The daily chart shows Under Armour slide to the bottom of its 50-day simple moving average, as it has refused to last week’s low. The weekly chart shows the stock below its 200-week simple moving average, I consider this as the technical, the return to the average.
Under Armour stock set its all-time high of $54.70 during the week of Sept. 18, 2015. The stock has dropped by 79% bear market to a multi-year low of $11.40 during the week of Nov. 10, 2017. Under Armour then posted a bull market gain of 138% of its 200-week simple moving average at $27.15 on the 28th of June 2019. The failure has led to the decline of the last week is low.
Sales of sports clothing have been affected by the spread of COVID-19 and the closure of the U.S. economy as consumers to stay on lockdown.

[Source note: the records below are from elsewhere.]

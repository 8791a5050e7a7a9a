use std::path::PathBuf;

use anyhow::Result;
use clap::{Parser, Subcommand};
use tracing_subscriber::{layer::SubscriberExt, util::SubscriberInitExt};

use pageturn_core::AppConfig;

mod commands;

#[derive(Parser)]
#[command(name = "pageturn")]
#[command(author, version, about = "Drive and inspect page transitions and scroll triggers")]
struct Cli {
    #[command(subcommand)]
    command: Commands,

    /// Config file to use instead of ~/.config/pageturn/config.toml
    #[arg(short = 'c', long = "config", global = true)]
    config: Option<PathBuf>,
}

#[derive(Subcommand)]
enum Commands {
    /// Navigate through views against in-memory backends
    Simulate {
        /// Namespaces or hrefs to visit; the first one is booted
        #[arg(required = true)]
        route: Vec<String>,
        /// Collapse choreography durations to zero
        #[arg(long)]
        reduced_motion: bool,
        /// Scroll distance applied after each navigation
        #[arg(short = 's', long)]
        scroll: Option<f64>,
        /// Print every lifecycle and trigger event as JSON lines
        #[arg(long)]
        json: bool,
    },
    /// Print which transition runs for every pair of views
    Routes,
    /// Replay a pointer path through the cursor and hover feedback
    Pointer {
        /// Number of hoverable menu items
        #[arg(short = 'n', long, default_value_t = 3)]
        items: usize,
        /// Frames to simulate
        #[arg(short = 'f', long, default_value_t = 120)]
        frames: usize,
    },
    /// Manage the configuration file
    Config {
        #[command(subcommand)]
        action: ConfigAction,
    },
}

#[derive(Subcommand)]
enum ConfigAction {
    /// Write the default configuration
    Init {
        /// Overwrite an existing file
        #[arg(long)]
        force: bool,
    },
    /// Print the configuration file path
    Path,
    /// Print the effective configuration
    Show,
}

#[tokio::main(flavor = "current_thread")]
async fn main() -> Result<()> {
    let cli = Cli::parse();

    // Load configuration
    let config = match &cli.config {
        Some(path) => AppConfig::load_from(path)?,
        None => AppConfig::load()?,
    };

    // Initialize logging
    tracing_subscriber::registry()
        .with(tracing_subscriber::EnvFilter::new(
            std::env::var("RUST_LOG").unwrap_or_else(|_| config.general.log_level.clone()),
        ))
        .with(
            tracing_subscriber::fmt::layer()
                .with_target(false)
                .with_writer(std::io::stderr),
        )
        .init();

    match cli.command {
        Commands::Simulate {
            route,
            reduced_motion,
            scroll,
            json,
        } => {
            let options = commands::simulate::Options {
                reduced_motion,
                scroll,
                json,
            };
            commands::simulate::run(config, &route, options).await
        }
        Commands::Routes => commands::routes::run(&config),
        Commands::Pointer { items, frames } => commands::pointer::run(&config, items, frames),
        Commands::Config { action } => match action {
            ConfigAction::Init { force } => commands::config::init(force),
            ConfigAction::Path => commands::config::path(),
            ConfigAction::Show => commands::config::show(&config),
        },
    }
}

The daily chart for under Armour
The daily chart for under Armour shows the formation of a death cross on Sept. 18, 2019. This happened when the 50-day simple moving average fell below the 200-day simple moving average to indicate that the price decrease will follow. Where, under a death cross, the strategy is to sell the strength of the 200-day simple moving average. It was feasible to $21.62 during the week of December. 26.

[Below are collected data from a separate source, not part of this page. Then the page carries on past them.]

//! The document the containers live in
//!
//! The orchestrator never touches content itself; it only attaches, hides,
//! fades and removes whole containers through [`PageSurface`].

use std::cell::RefCell;
use std::rc::Rc;

use serde::Serialize;

use super::container::{Container, ContainerId};

pub trait PageSurface {
    /// Insert a container into the document
    fn attach(&mut self, container: &Container);

    /// Keep the container in the document but make it invisible
    fn hide(&mut self, id: ContainerId);

    /// Take the container out of the document
    fn remove(&mut self, id: ContainerId);

    fn set_opacity(&mut self, id: ContainerId, opacity: f64);

    /// Reset the native (browser) scroll offset to the top
    fn reset_native_scroll(&mut self);

    fn is_attached(&self, id: ContainerId) -> bool;

    /// Drop every container, as a full reload would
    fn clear(&mut self);
}

/// Structural changes recorded by [`MemorySurface`]
#[derive(Debug, Clone, Copy, PartialEq, Eq, Serialize)]
pub enum SurfaceOp {
    Attach(ContainerId),
    Hide(ContainerId),
    Remove(ContainerId),
    ResetScroll,
    Clear,
}

#[derive(Debug, Clone, PartialEq, Serialize)]
pub struct MountedContainer {
    pub id: ContainerId,
    pub namespace: String,
    pub visible: bool,
    pub opacity: f64,
}

#[derive(Debug, Default)]
struct SurfaceState {
    mounted: Vec<MountedContainer>,
    ops: Vec<SurfaceOp>,
}

/// In-memory document. Clones share state so a caller can keep a clone for
/// inspection after handing one to the orchestrator.
#[derive(Debug, Clone, Default)]
pub struct MemorySurface {
    state: Rc<RefCell<SurfaceState>>,
}

impl MemorySurface {
    pub fn new() -> Self {
        Self::default()
    }

    pub fn mounted(&self) -> Vec<MountedContainer> {
        self.state.borrow().mounted.clone()
    }

    /// Namespaces of visible containers, in document order
    pub fn visible_namespaces(&self) -> Vec<String> {
        self.state
            .borrow()
            .mounted
            .iter()
            .filter(|m| m.visible)
            .map(|m| m.namespace.clone())
            .collect()
    }

    pub fn opacity(&self, id: ContainerId) -> Option<f64> {
        self.state
            .borrow()
            .mounted
            .iter()
            .find(|m| m.id == id)
            .map(|m| m.opacity)
    }

    pub fn ops(&self) -> Vec<SurfaceOp> {
        self.state.borrow().ops.clone()
    }

    fn with_mounted(&self, id: ContainerId, f: impl FnOnce(&mut MountedContainer)) {
        if let Some(m) = self.state.borrow_mut().mounted.iter_mut().find(|m| m.id == id) {
            f(m);
        }
    }
}

impl PageSurface for MemorySurface {
    fn attach(&mut self, container: &Container) {
        let mut state = self.state.borrow_mut();
        if state.mounted.iter().any(|m| m.id == container.id) {
            return;
        }
        state.mounted.push(MountedContainer {
            id: container.id,
            namespace: container.namespace.clone(),
            visible: true,
            opacity: 1.0,
        });
        state.ops.push(SurfaceOp::Attach(container.id));
    }

    fn hide(&mut self, id: ContainerId) {
        self.with_mounted(id, |m| m.visible = false);
        self.state.borrow_mut().ops.push(SurfaceOp::Hide(id));
    }

    fn remove(&mut self, id: ContainerId) {
        let mut state = self.state.borrow_mut();
        let before = state.mounted.len();
        state.mounted.retain(|m| m.id != id);
        if state.mounted.len() != before {
            state.ops.push(SurfaceOp::Remove(id));
        }
    }

    fn set_opacity(&mut self, id: ContainerId, opacity: f64) {
        self.with_mounted(id, |m| m.opacity = opacity.clamp(0.0, 1.0));
    }

    fn reset_native_scroll(&mut self) {
        self.state.borrow_mut().ops.push(SurfaceOp::ResetScroll);
    }

    fn is_attached(&self, id: ContainerId) -> bool {
        self.state.borrow().mounted.iter().any(|m| m.id == id)
    }

    fn clear(&mut self) {
        let mut state = self.state.borrow_mut();
        state.mounted.clear();
        state.ops.push(SurfaceOp::Clear);
    }
}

The stock had a huge gap lower price on Feb. 11 on a negative reaction on the earnings. Under Armour shares then struggled to the low seen last week.
The weekly chart for under Armour
The weekly chart for under Armour is negative but oversold, with the stock below its five-week modified moving average at $10.12. The stock is also below its 200-week simple moving average, or the return to the average, to $21.25.

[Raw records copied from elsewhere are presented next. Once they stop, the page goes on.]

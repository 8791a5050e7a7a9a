//! The scroll-trigger capability and its in-memory implementation

use serde::Serialize;
use tracing::debug;

use crate::config::PinStrategy;
use crate::page::{ContainerId, Element, TriggerDecl};
use crate::scroll::ScrollSource;

use super::condition::Condition;

#[derive(Debug, Clone, Copy, PartialEq, Eq, Hash, PartialOrd, Ord, Serialize)]
pub struct TriggerId(u64);

impl TriggerId {
    pub fn get(&self) -> u64 {
        self.0
    }
}

/// Which threshold was crossed, and in which direction
#[derive(Debug, Clone, Copy, PartialEq, Eq, Serialize)]
#[serde(rename_all = "snake_case")]
pub enum Crossing {
    /// Scrolling down past the start
    Enter,
    /// Scrolling down past the end
    Leave,
    /// Scrolling up past the end
    EnterBack,
    /// Scrolling up past the start
    LeaveBack,
}

impl Crossing {
    pub fn is_enter(&self) -> bool {
        matches!(self, Crossing::Enter | Crossing::EnterBack)
    }
}

#[derive(Debug, Clone, PartialEq, Serialize)]
pub struct TriggerEvent {
    pub trigger: TriggerId,
    pub container: ContainerId,
    pub element: String,
    pub crossing: Crossing,
    pub position: f64,
}

pub type TriggerCallback = Box<dyn FnMut(&TriggerEvent)>;

/// Everything needed to create one trigger
pub struct TriggerSpec {
    pub container: ContainerId,
    pub element: String,
    pub element_top: f64,
    pub element_height: f64,
    pub start: Condition,
    pub end: Condition,
    pub pin: bool,
    pub on_enter: Option<TriggerCallback>,
    pub on_leave: Option<TriggerCallback>,
}

impl TriggerSpec {
    pub fn new(container: ContainerId, element: &Element, start: Condition) -> Self {
        Self {
            container,
            element: element.id.clone(),
            element_top: element.top,
            element_height: element.height,
            start,
            end: Condition::default_end(),
            pin: false,
            on_enter: None,
            on_leave: None,
        }
    }

    /// Build from an element's declaration
    pub fn declared(container: ContainerId, element: &Element, decl: &TriggerDecl) -> Self {
        Self {
            end: decl.end,
            pin: decl.pin,
            ..Self::new(container, element, decl.start)
        }
    }

    pub fn on_enter(mut self, callback: TriggerCallback) -> Self {
        self.on_enter = Some(callback);
        self
    }

    pub fn on_leave(mut self, callback: TriggerCallback) -> Self {
        self.on_leave = Some(callback);
        self
    }
}

/// A scroll-triggered animation registry
pub trait TriggerEngine {
    fn create(&mut self, spec: TriggerSpec) -> TriggerId;

    /// Remove one trigger. Returns `false` if it was already gone.
    fn kill(&mut self, id: TriggerId) -> bool;

    /// Recompute cached start/end positions against the current geometry
    fn refresh_all(&mut self, source: &dyn ScrollSource);

    /// Evaluate triggers owned by the source's container at its current
    /// position. Returns how many crossings fired.
    fn update(&mut self, source: &dyn ScrollSource) -> usize;

    fn live(&self) -> usize;

    fn owner(&self, id: TriggerId) -> Option<ContainerId>;

    /// Translation applied to a pinned element, if any
    fn pin_offset(&self, id: TriggerId) -> Option<f64>;
}

#[derive(Debug, Clone, Copy, PartialEq, Eq)]
enum Zone {
    Before,
    Active,
    After,
}

struct LiveTrigger {
    id: TriggerId,
    spec: TriggerSpec,
    /// Cached threshold positions, `None` until the first refresh
    range: Option<(f64, f64)>,
    zone: Zone,
    pin_offset: Option<f64>,
}

impl LiveTrigger {
    fn measure(&mut self, viewport_height: f64) {
        let s = &self.spec;
        let start = s.start.scroll_position(s.element_top, s.element_height, viewport_height);
        let end = s.end.scroll_position(s.element_top, s.element_height, viewport_height);
        self.range = Some((start, end.max(start)));
    }

    fn fire(&mut self, crossing: Crossing, position: f64) {
        let event = TriggerEvent {
            trigger: self.id,
            container: self.spec.container,
            element: self.spec.element.clone(),
            crossing,
            position,
        };
        let callback = if crossing.is_enter() {
            self.spec.on_enter.as_mut()
        } else {
            self.spec.on_leave.as_mut()
        };
        if let Some(callback) = callback {
            callback(&event);
        }
    }
}

/// Threshold-crossing registry evaluated against a [`ScrollSource`]
#[derive(Default)]
pub struct ThresholdTriggers {
    triggers: Vec<LiveTrigger>,
    next_id: u64,
}

impl ThresholdTriggers {
    pub fn new() -> Self {
        Self::default()
    }

    fn find(&self, id: TriggerId) -> Option<&LiveTrigger> {
        self.triggers.iter().find(|t| t.id == id)
    }
}

impl TriggerEngine for ThresholdTriggers {
    fn create(&mut self, spec: TriggerSpec) -> TriggerId {
        self.next_id += 1;
        let id = TriggerId(self.next_id);
        debug!(trigger = id.get(), element = %spec.element, start = %spec.start, "Trigger created");
        self.triggers.push(LiveTrigger {
            id,
            spec,
            range: None,
            zone: Zone::Before,
            pin_offset: None,
        });
        id
    }

    fn kill(&mut self, id: TriggerId) -> bool {
        let before = self.triggers.len();
        self.triggers.retain(|t| t.id != id);
        self.triggers.len() != before
    }

    fn refresh_all(&mut self, source: &dyn ScrollSource) {
        let viewport_height = source.viewport_rect().height;
        for trigger in self
            .triggers
            .iter_mut()
            .filter(|t| t.spec.container == source.container())
        {
            trigger.measure(viewport_height);
        }
    }

    fn update(&mut self, source: &dyn ScrollSource) -> usize {
        let position = source.position();
        let viewport_height = source.viewport_rect().height;
        let pin_strategy = source.pin_strategy();
        let mut fired = 0;

        for trigger in self
            .triggers
            .iter_mut()
            .filter(|t| t.spec.container == source.container())
        {
            if trigger.range.is_none() {
                trigger.measure(viewport_height);
            }
            let Some((start, end)) = trigger.range else {
                continue;
            };

            let zone = if position < start {
                Zone::Before
            } else if position > end {
                Zone::After
            } else {
                Zone::Active
            };

            let crossings: &[Crossing] = match (trigger.zone, zone) {
                (Zone::Before, Zone::Active) => &[Crossing::Enter],
                (Zone::Before, Zone::After) => &[Crossing::Enter, Crossing::Leave],
                (Zone::Active, Zone::After) => &[Crossing::Leave],
                (Zone::After, Zone::Active) => &[Crossing::EnterBack],
                (Zone::After, Zone::Before) => &[Crossing::EnterBack, Crossing::LeaveBack],
                (Zone::Active, Zone::Before) => &[Crossing::LeaveBack],
                _ => &[],
            };
            trigger.zone = zone;
            for crossing in crossings {
                trigger.fire(*crossing, position);
                fired += 1;
            }

            trigger.pin_offset = match (trigger.spec.pin, pin_strategy) {
                (true, PinStrategy::Transform) => Some(match zone {
                    Zone::Before => 0.0,
                    Zone::Active => position - start,
                    Zone::After => end - start,
                }),
                _ => None,
            };
        }

        fired
    }

    fn live(&self) -> usize {
        self.triggers.len()
    }

    fn owner(&self, id: TriggerId) -> Option<ContainerId> {
        self.find(id).map(|t| t.spec.container)
    }

    fn pin_offset(&self, id: TriggerId) -> Option<f64> {
        self.find(id).and_then(|t| t.pin_offset)
    }
}

#[cfg(test)]
mod tests {
    use super::*;
    use crate::scroll::Rect;
    use std::cell::RefCell;
    use std::rc::Rc;

    /// Fixed-position scroll source
    struct At {
        container: ContainerId,
        position: f64,
        pin: PinStrategy,
    }

    impl ScrollSource for At {
        fn container(&self) -> ContainerId {
            self.container
        }

        fn position(&self) -> f64 {
            self.position
        }

        fn viewport_rect(&self) -> Rect {
            Rect {
                top: 0.0,
                left: 0.0,
                width: 1440.0,
                height: 900.0,
            }
        }

        fn pin_strategy(&self) -> PinStrategy {
            self.pin
        }
    }

    fn at(position: f64) -> At {
        At {
            container: ContainerId::new(1),
            position,
            pin: PinStrategy::Transform,
        }
    }

    fn recorded(engine: &mut ThresholdTriggers, pin: bool) -> (TriggerId, Rc<RefCell<Vec<Crossing>>>) {
        let log = Rc::new(RefCell::new(Vec::new()));
        let (enter_log, leave_log) = (log.clone(), log.clone());
        // start 460, end 1400
        let element = Element::new("text-split", 1000.0, 400.0);
        let mut spec = TriggerSpec::new(ContainerId::new(1), &element, Condition::parse("top 60%").unwrap())
            .on_enter(Box::new(move |e: &TriggerEvent| enter_log.borrow_mut().push(e.crossing)))
            .on_leave(Box::new(move |e: &TriggerEvent| leave_log.borrow_mut().push(e.crossing)));
        spec.pin = pin;
        (engine.create(spec), log)
    }

    #[test]
    fn test_crossings_in_both_directions() {
        let mut engine = ThresholdTriggers::new();
        let (_, log) = recorded(&mut engine, false);

        for position in [0.0, 500.0, 1500.0, 1000.0, 100.0] {
            engine.update(&at(position));
        }
        assert_eq!(
            *log.borrow(),
            [Crossing::Enter, Crossing::Leave, Crossing::EnterBack, Crossing::LeaveBack]
        );
    }

    #[test]
    fn test_jump_over_range_fires_both() {
        let mut engine = ThresholdTriggers::new();
        let (_, log) = recorded(&mut engine, false);
        assert_eq!(engine.update(&at(2000.0)), 2);
        assert_eq!(*log.borrow(), [Crossing::Enter, Crossing::Leave]);
    }

    #[test]
    fn test_other_container_is_ignored() {
        let mut engine = ThresholdTriggers::new();
        let (_, log) = recorded(&mut engine, false);
        let foreign = At {
            container: ContainerId::new(2),
            position: 800.0,
            pin: PinStrategy::Transform,
        };
        assert_eq!(engine.update(&foreign), 0);
        assert!(log.borrow().is_empty());
    }

    #[test]
    fn test_pin_offset_by_strategy() {
        let mut engine = ThresholdTriggers::new();
        let (id, _) = recorded(&mut engine, true);

        engine.update(&at(760.0));
        assert_eq!(engine.pin_offset(id), Some(300.0));
        engine.update(&at(5000.0));
        assert_eq!(engine.pin_offset(id), Some(940.0));

        let fixed = At {
            pin: PinStrategy::Fixed,
            ..at(760.0)
        };
        engine.update(&fixed);
        assert_eq!(engine.pin_offset(id), None);
    }

    #[test]
    fn test_kill_reports_presence() {
        let mut engine = ThresholdTriggers::new();
        let (id, _) = recorded(&mut engine, false);
        assert_eq!(engine.owner(id), Some(ContainerId::new(1)));
        assert!(engine.kill(id));
        assert!(!engine.kill(id));
        assert_eq!(engine.live(), 0);
        assert_eq!(engine.owner(id), None);
    }
}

The 12 x 3 x 3 weekly slow stochastic reading has slipped 17.51 last week, down from 17.76 on 8 May. The reading remains below the oversold threshold of 20.00.
Trading strategy: Buy under Armour stock on the weakness of its semi-annual value level at $6.34. Reduce the holdings of the strength to a monthly risky level at $13.72.
How to use my value levels and risky levels: The closing price on Dec. 31, 2019, were inputs to my proprietary analytics. Half-yearly and annual, the levels are still on the charts. Each calculation uses the past nine closes in these time horizons.
The second quarter of 2020 the level has been established based on the 31 March, close by, and the level of the month of May was established based on the April 30 close. New weekly levels are calculated following the end of each week, and new quarterly levels occur at the end of each quarter. Half-yearly levels are updated in the middle of the year, while the levels remain in play throughout the year.
My theory is that nine years of volatility between the farm are to assume all possible bullish or bearish event for the stock are taken into account. To capture the volatility of stock prices, investors should purchase shares of the weakness of a plan, the value and reduce the holdings of the strength to a risky level. A pivot is a level value of the risk level that was violated in its time horizon. Hubs act as magnets that have a high likelihood to be re-tested prior to their time horizon expires.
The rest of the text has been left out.